Fraser (1996) argues that Roper, Logan and Tierney’s activities of living are a physical/physiological method of assessing patients. However Newton (1992) rejects this, reminding us of the five factors influencing the activities of living (Box 1). These prevent the nurse from focusing on ‘the presenting problems’ but allow the patient to be assessed as a whole, incorporating all 12 activities of living. This is demonstrated clearly in Baby David’s assessment. His nurse could easily become preoccupied with his ventilation, thermoregulation and normotension, and overlook his parents’ and his own psychological needs, which are fundamental at this time.
Marks-Maran and Rose (1997) report that some authors believe that the physical assessment predominates over the psychological in the model. However, it could be argued that this is a reflection on those using the model rather than the model itself.
Understanding nursing models
There is evidence that nurses find nursing models difficult to understand, leading to lack of use (Cormack and Reynolds, 1992). Conversely, Girot (1990), has accused Roper, Logan and Tierney of simplicity. This simplicity has contributed to the popularity of the model. It is widely used in the UK and Europe, has recently been included in American texts and is translated into eight other languages (Tierney, 1998), emphasising its cultural and geographical portability. Although the model has been used in practice for 20 years Fraser (1990) was unable to find research to support the model’s validity. A lack of ‘testing’ is another criticism of the model by Fraser. Cormack and Reynolds (1992) suggest that a model should be valid, reliable and well tested. Tierney (1998) acknowledges this fact, but asserts that the model has ‘research-generating potential’. In addition, Tierney also questions whether models ‘can, and should, be tested’ (Tierney, 1998).
Nursing models give a systematic direction to nursing care. The Roper, Logan and Tierney model (1996) is widely used in nursing practice in both the UK and Ireland. The patient is assessed on his or her or her ability to perform the 12 activities of living in relation to his position on the lifespan, and his or her level on the dependence/independence continuum and aims in care are identified. The goals of the care plan are mutually agreed between the nurse and patient and the family. Finally, evaluation of care determines whether or not the goals of care have been achieved, or if they need to be revised. The model provides a systematic and logical means of delivering care, encouraging team participation leading to primary care and continuity of care, abolishing the 1960’s task allocation style of nursing (Roper et al, 1996).

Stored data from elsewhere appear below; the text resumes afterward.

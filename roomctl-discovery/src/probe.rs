//! Reachability probes.
//!
//! A probe's only job is to make the kernel resolve the target's hardware
//! address (and, for a TCP probe, to confirm a service is listening). The
//! locator bounds every probe with its own timeout, so implementations may
//! take as long as they like.

use std::net::{Ipv4Addr, SocketAddr};
use std::time::Duration;

use async_trait::async_trait;
use tokio::net::TcpStream;
use tokio::process::Command;

/// Something that can tell whether a host answers.
#[async_trait]
pub trait Prober: Send + Sync {
    async fn probe(&self, ip: Ipv4Addr) -> bool;
}

/// TCP connect probe against a known service port.
#[derive(Debug, Clone)]
pub struct TcpProbe {
    port: u16,
    timeout: Duration,
}

impl TcpProbe {
    pub fn new(port: u16, timeout: Duration) -> Self {
        Self { port, timeout }
    }

    pub fn port(&self) -> u16 {
        self.port
    }
}

#[async_trait]
impl Prober for TcpProbe {
    async fn probe(&self, ip: Ipv4Addr) -> bool {
        let addr = SocketAddr::from((ip, self.port));
        matches!(
            tokio::time::timeout(self.timeout, TcpStream::connect(addr)).await,
            Ok(Ok(_))
        )
    }
}

/// ICMP echo via the system `ping` binary.
///
/// Raw sockets need privileges, the binary doesn't.
#[derive(Debug, Clone)]
pub struct PingProbe {
    timeout: Duration,
}

impl PingProbe {
    pub fn new(timeout: Duration) -> Self {
        Self { timeout }
    }

    fn command(&self, ip: Ipv4Addr) -> Command {
        let mut cmd = Command::new("ping");
        let millis = self.timeout.as_millis().max(1);

        if cfg!(target_os = "windows") {
            cmd.args(["-n", "1", "-w", &millis.to_string()]);
        } else if cfg!(target_os = "macos") {
            cmd.args(["-c", "1", "-W", &millis.to_string()]);
        } else {
            // Linux ping takes whole seconds
            let secs = self.timeout.as_secs().max(1);
            cmd.args(["-c", "1", "-W", &secs.to_string()]);
        }

        cmd.arg(ip.to_string())
            .stdin(std::process::Stdio::null())
            .stdout(std::process::Stdio::null())
            .stderr(std::process::Stdio::null())
            .kill_on_drop(true);
        cmd
    }
}

#[async_trait]
impl Prober for PingProbe {
    async fn probe(&self, ip: Ipv4Addr) -> bool {
        match self.command(ip).status().await {
            Ok(status) => status.success(),
            Err(e) => {
                tracing::trace!(%ip, error = %e, "ping failed to spawn");
                false
            }
        }
    }
}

In this paper the care of baby David is demonstrated using this model. It was an effective framework in this situation as his care followed a logical approach with due sensitivity. It also allowed for the incorporation of the many medical aspects of baby David’s care within the neonatal unit.

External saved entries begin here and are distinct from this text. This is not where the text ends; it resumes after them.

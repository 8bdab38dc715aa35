//! Background jobs on a fixed period
//!
//! A job is awaited inside its own loop, so a slow run delays the next tick
//! rather than overlapping with it; ticks missed meanwhile are skipped.

use std::future::Future;
use std::sync::atomic::{AtomicU64, Ordering};
use std::sync::Arc;
use std::time::Duration;

use tokio::sync::mpsc;
use tokio::task::JoinHandle;
use tokio::time::MissedTickBehavior;

use crate::service::{DeviceService, RefreshOutcome};

/// A named job running every `period` until stopped.
#[derive(Debug)]
pub struct PeriodicTask {
    name: &'static str,
    period: Duration,
    shutdown_tx: mpsc::Sender<()>,
    handle: JoinHandle<()>,
    runs: Arc<AtomicU64>,
}

impl PeriodicTask {
    /// Spawn the loop. The first run happens one `period` from now.
    pub fn start<F, Fut>(name: &'static str, period: Duration, job: F) -> Self
    where
        F: Fn() -> Fut + Send + Sync + 'static,
        Fut: Future<Output = ()> + Send + 'static,
    {
        let (shutdown_tx, mut shutdown_rx) = mpsc::channel::<()>(1);
        let runs = Arc::new(AtomicU64::new(0));
        let task_runs = Arc::clone(&runs);

        let handle = tokio::spawn(async move {
            let mut ticker = tokio::time::interval(period);
            ticker.set_missed_tick_behavior(MissedTickBehavior::Skip);
            // The first tick completes immediately
            ticker.tick().await;

            tracing::debug!(task = name, ?period, "periodic task started");
            loop {
                tokio::select! {
                    _ = ticker.tick() => {
                        job().await;
                        task_runs.fetch_add(1, Ordering::Relaxed);
                    }
                    _ = shutdown_rx.recv() => break,
                }
            }
            tracing::debug!(task = name, "periodic task stopped");
        });

        Self {
            name,
            period,
            shutdown_tx,
            handle,
            runs,
        }
    }

    pub fn name(&self) -> &'static str {
        self.name
    }

    pub fn period(&self) -> Duration {
        self.period
    }

    /// Completed runs so far
    pub fn runs(&self) -> u64 {
        self.runs.load(Ordering::Relaxed)
    }

    /// Stop after the current run, if any, and wait for the loop to exit.
    pub async fn stop(self) {
        let _ = self.shutdown_tx.send(()).await;
        if let Err(e) = self.handle.await {
            tracing::warn!(task = self.name, error = %e, "periodic task ended abnormally");
        }
    }
}

/// Scheduled address refresh.
pub struct RefreshSchedule {
    task: PeriodicTask,
}

impl RefreshSchedule {
    /// `None` when `period` is zero.
    pub fn start(service: Arc<DeviceService>, period: Duration) -> Option<Self> {
        if period.is_zero() {
            return None;
        }

        let task = PeriodicTask::start("refresh", period, move || {
            let service = Arc::clone(&service);
            async move {
                match service.refresh().await {
                    Ok(RefreshOutcome::Completed(_)) | Ok(RefreshOutcome::AlreadyRunning) => {}
                    Err(e) => tracing::warn!(error = %e, "scheduled refresh failed"),
                }
            }
        });
        Some(Self { task })
    }

    pub fn runs(&self) -> u64 {
        self.task.runs()
    }

    pub async fn stop(self) {
        self.task.stop().await
    }
}

/// Live display state polling.
pub struct StatePoller {
    task: PeriodicTask,
}

impl StatePoller {
    /// `None` when `period` is zero.
    pub fn start(service: Arc<DeviceService>, period: Duration) -> Option<Self> {
        if period.is_zero() {
            return None;
        }

        let task = PeriodicTask::start("state-poll", period, move || {
            let service = Arc::clone(&service);
            async move {
                if let Err(e) = service.poll_states().await {
                    tracing::warn!(error = %e, "state poll failed");
                }
            }
        });
        Some(Self { task })
    }

    pub fn runs(&self) -> u64 {
        self.task.runs()
    }

    pub async fn stop(self) {
        self.task.stop().await
    }
}
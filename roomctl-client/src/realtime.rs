//! Reconnecting realtime subscriber
//!
//! The server sends a full `INITIAL_STATE` on every connect, so nothing is
//! tracked across disconnects: the loop reconnects after a fixed delay and
//! the first message replaces whatever the cache held.

use std::sync::Arc;
use std::time::Duration;

use futures::StreamExt;
use roomctl_state::RealtimeMessage;
use tokio::sync::watch;
use tokio::task::JoinHandle;
use tokio_tungstenite::tungstenite::Message;

use crate::cache::ClientCache;
use crate::error::{ClientError, Result};

/// Wait between a dropped connection and the next attempt.
pub const RECONNECT_DELAY: Duration = Duration::from_secs(3);

/// Background task feeding a [`ClientCache`] from a server's `/ws` channel.
///
/// Dropping the client without calling [`shutdown`](Self::shutdown) also
/// ends the loop.
///
/// # Example
///
/// ```rust,ignore
/// let cache = Arc::new(ClientCache::new());
/// let client = RealtimeClient::connect("ws://127.0.0.1:5050/ws", cache.clone());
///
/// let mut changes = cache.watch();
/// while changes.changed().await.is_ok() {
///     println!("{} devices", changes.borrow().len());
/// }
///
/// client.shutdown().await;
/// ```
pub struct RealtimeClient {
    url: String,
    cache: Arc<ClientCache>,
    shutdown_tx: watch::Sender<bool>,
    task_handle: JoinHandle<()>,
}

impl RealtimeClient {
    /// Start the connect/read/reconnect loop. Returns immediately.
    pub fn connect(ws_url: impl Into<String>, cache: Arc<ClientCache>) -> Self {
        Self::connect_with_delay(ws_url, cache, RECONNECT_DELAY)
    }

    /// Like [`connect`](Self::connect) with a custom reconnect delay.
    pub fn connect_with_delay(
        ws_url: impl Into<String>,
        cache: Arc<ClientCache>,
        reconnect_delay: Duration,
    ) -> Self {
        let url = ws_url.into();
        let (shutdown_tx, shutdown_rx) = watch::channel(false);

        let task_handle = tokio::spawn(run(
            url.clone(),
            Arc::clone(&cache),
            reconnect_delay,
            shutdown_rx,
        ));

        Self {
            url,
            cache,
            shutdown_tx,
            task_handle,
        }
    }

    pub fn url(&self) -> &str {
        &self.url
    }

    pub fn cache(&self) -> &Arc<ClientCache> {
        &self.cache
    }

    /// Close the socket and stop reconnecting.
    pub async fn shutdown(self) {
        let _ = self.shutdown_tx.send(true);
        let _ = self.task_handle.await;
    }
}

async fn run(
    url: String,
    cache: Arc<ClientCache>,
    reconnect_delay: Duration,
    mut shutdown_rx: watch::Receiver<bool>,
) {
    loop {
        tokio::select! {
            biased;
            _ = shutdown_rx.changed() => break,
            result = connect_and_read(&url, &cache) => match result {
                Ok(()) => tracing::info!(%url, "realtime channel closed"),
                Err(e) => tracing::warn!(%url, error = %e, "realtime channel failed"),
            },
        }
        cache.set_connected(false);

        tracing::debug!(delay_ms = reconnect_delay.as_millis() as u64, "waiting before reconnect");
        tokio::select! {
            biased;
            _ = shutdown_rx.changed() => break,
            _ = tokio::time::sleep(reconnect_delay) => {}
        }
    }

    cache.set_connected(false);
    tracing::debug!(%url, "realtime client stopped");
}

/// One connection, read until it ends.
async fn connect_and_read(url: &str, cache: &ClientCache) -> Result<()> {
    let (stream, _response) = tokio_tungstenite::connect_async(url)
        .await
        .map_err(|e| ClientError::Connect(e.to_string()))?;

    tracing::info!(%url, "realtime channel connected");
    cache.set_connected(true);

    let (_write, mut read) = stream.split();
    while let Some(frame) = read.next().await {
        match frame? {
            Message::Text(text) => match RealtimeMessage::parse(text.as_str()) {
                Ok(message) => {
                    cache.apply(message);
                }
                Err(e) => tracing::warn!(error = %e, "unparseable realtime message"),
            },
            Message::Close(_) => return Ok(()),
            // pings are answered by tungstenite
            _ => {}
        }
    }
    Ok(())
}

This critique of the model reveals that the Roper, Logan and Tierney model possesses clarity and consistency, provides for a holistic approach to nursing care and recognises nursing as an independent health-care discipline. The model provides a systematic framework for guiding nursing practice and documentation in the neonatal setting, although further testing of this model may be required in practice.

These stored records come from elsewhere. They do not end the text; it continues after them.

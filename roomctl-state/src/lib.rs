//! roomctl State
//!
//! Device model, registry contract and the state aggregator that ties the
//! registry, the network locator and the device drivers together.
//!
//! # Architecture
//!
//! ```text
//! DeviceRegistry ─┐
//! AddressResolver ├─> DeviceService ──> StateEvent ──> RealtimeMessage
//! DriverFactory ──┘        ▲
//!                          └── RefreshSchedule / StatePoller
//! ```
//!
//! # Quick Start
//!
//! ```rust,ignore
//! use std::sync::Arc;
//! use roomctl_discovery::{LocatorConfig, NetworkLocator};
//! use roomctl_state::{DefaultDriverFactory, DeviceFilter, DeviceService, MemoryRegistry, ServiceConfig};
//!
//! let service = DeviceService::new(
//!     Arc::new(MemoryRegistry::open("data/devices.json").await?),
//!     Arc::new(NetworkLocator::new(LocatorConfig::default())),
//!     Arc::new(DefaultDriverFactory::default()),
//!     ServiceConfig::default(),
//! );
//!
//! for device in service.list(&DeviceFilter::all()).await? {
//!     println!("{} {:?}", device.device_name, device.state);
//! }
//! ```

pub mod drivers;
pub mod error;
pub mod events;
pub mod logging;
pub mod model;
pub mod protocol;
pub mod registry;
pub mod scheduler;
pub mod service;

pub use drivers::{DefaultDriverFactory, DriverFactory};
pub use error::{RegistryError, Result, StateError};
pub use events::StateEvent;
pub use model::{
    Category, DeviceFilter, DeviceId, DevicePatch, DeviceRecord, DeviceState, DeviceView,
    NewDevice,
};
pub use protocol::{DeletedDevice, DeviceUpdate, RealtimeMessage};
pub use registry::{DeviceRegistry, MemoryRegistry};
pub use scheduler::{PeriodicTask, RefreshSchedule, StatePoller};
pub use service::{DeviceService, RefreshOutcome, RefreshReport, ServiceConfig};
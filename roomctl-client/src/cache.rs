//! Client-side mirror of the server's device list.

use std::collections::HashMap;
use std::sync::atomic::{AtomicBool, Ordering};

use parking_lot::RwLock;
use roomctl_state::{DeviceId, DeviceUpdate, DeviceView, RealtimeMessage};
use tokio::sync::watch;

/// Devices keyed by id, kept current by applying realtime messages.
///
/// A snapshot replaces everything; an update removes or upserts one device
/// by id. Every change republishes the sorted device list on a `watch`
/// channel.
pub struct ClientCache {
    devices: RwLock<HashMap<DeviceId, DeviceView>>,
    connected: AtomicBool,
    tx: watch::Sender<Vec<DeviceView>>,
}

impl ClientCache {
    pub fn new() -> Self {
        let (tx, _) = watch::channel(Vec::new());
        Self {
            devices: RwLock::new(HashMap::new()),
            connected: AtomicBool::new(false),
            tx,
        }
    }

    /// Apply one message from the server. Returns whether anything changed.
    pub fn apply(&self, message: RealtimeMessage) -> bool {
        match message {
            RealtimeMessage::InitialState { devices } => {
                self.replace_all(devices);
                true
            }
            RealtimeMessage::DeviceUpdate { device } => {
                self.apply_updates(std::iter::once(device));
                true
            }
            RealtimeMessage::DevicesUpdate { devices } => {
                if devices.is_empty() {
                    return false;
                }
                self.apply_updates(devices);
                true
            }
            RealtimeMessage::Unknown => {
                tracing::debug!("ignoring unknown realtime message");
                false
            }
        }
    }

    /// Replace the whole cache with `devices`.
    pub fn replace_all(&self, devices: Vec<DeviceView>) {
        {
            let mut map = self.devices.write();
            map.clear();
            map.extend(devices.into_iter().map(|d| (d.id.clone(), d)));
        }
        self.publish();
    }

    fn apply_updates(&self, updates: impl IntoIterator<Item = DeviceUpdate>) {
        {
            let mut map = self.devices.write();
            for update in updates {
                match update {
                    DeviceUpdate::Deleted(gone) if gone.deleted => {
                        map.remove(&gone.id);
                    }
                    DeviceUpdate::Deleted(kept) => {
                        tracing::debug!(id = %kept.id, "update without a record, ignoring");
                    }
                    DeviceUpdate::Changed(view) => {
                        map.insert(view.id.clone(), view);
                    }
                }
            }
        }
        self.publish();
    }

    fn publish(&self) {
        let list = self.devices();
        self.tx.send_replace(list);
    }

    /// All devices, ordered by name then id.
    pub fn devices(&self) -> Vec<DeviceView> {
        let mut list: Vec<DeviceView> = self.devices.read().values().cloned().collect();
        list.sort_by(|a, b| {
            a.device_name
                .cmp(&b.device_name)
                .then_with(|| a.id.as_str().cmp(b.id.as_str()))
        });
        list
    }

    pub fn get(&self, id: &DeviceId) -> Option<DeviceView> {
        self.devices.read().get(id).cloned()
    }

    pub fn len(&self) -> usize {
        self.devices.read().len()
    }

    pub fn is_empty(&self) -> bool {
        self.devices.read().is_empty()
    }

    /// Whether the realtime socket is currently open.
    pub fn is_connected(&self) -> bool {
        self.connected.load(Ordering::Acquire)
    }

    pub(crate) fn set_connected(&self, connected: bool) {
        self.connected.store(connected, Ordering::Release);
    }

    /// Receiver that sees the device list after every change.
    pub fn watch(&self) -> watch::Receiver<Vec<DeviceView>> {
        self.tx.subscribe()
    }
}

impl Default for ClientCache {
    fn default() -> Self {
        Self::new()
    }
}
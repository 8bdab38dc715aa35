//! Device identity type

use serde::{Deserialize, Serialize};
use std::fmt;

/// Unique identifier for a registered device
///
/// Opaque to the core. The bundled registry mints UUIDs, but external
/// registries may use whatever string ids they like.
#[derive(Debug, Clone, PartialEq, Eq, Hash, PartialOrd, Ord, Serialize, Deserialize)]
#[serde(transparent)]
pub struct DeviceId(String);

impl DeviceId {
    pub fn new(id: impl Into<String>) -> Self {
        Self(id.into())
    }

    /// Mint a fresh random id
    pub fn generate() -> Self {
        Self(uuid::Uuid::new_v4().simple().to_string())
    }

    pub fn as_str(&self) -> &str {
        &self.0
    }
}

impl fmt::Display for DeviceId {
    fn fmt(&self, f: &mut fmt::Formatter<'_>) -> fmt::Result {
        f.write_str(&self.0)
    }
}

impl From<&str> for DeviceId {
    fn from(s: &str) -> Self {
        DeviceId::new(s)
    }
}

impl From<String> for DeviceId {
    fn from(s: String) -> Self {
        DeviceId::new(s)
    }
}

The authors acknowledge the negative attitudes that exist in some areas with regard to the use of models. However, it is suggested that the Roper, Logan and Tierney model (1996) serves as a useful adjunct to care delivery in the neonatal unit. Recommendations for practice include the incorporation of this model for use in neonatal units, with appropriate education for nursing staff involved. It is also recommended that the usefulness of the model be examined through research or audit means, and that the model is adapted locally to suit particular needs.
- The patient’s name has been changed.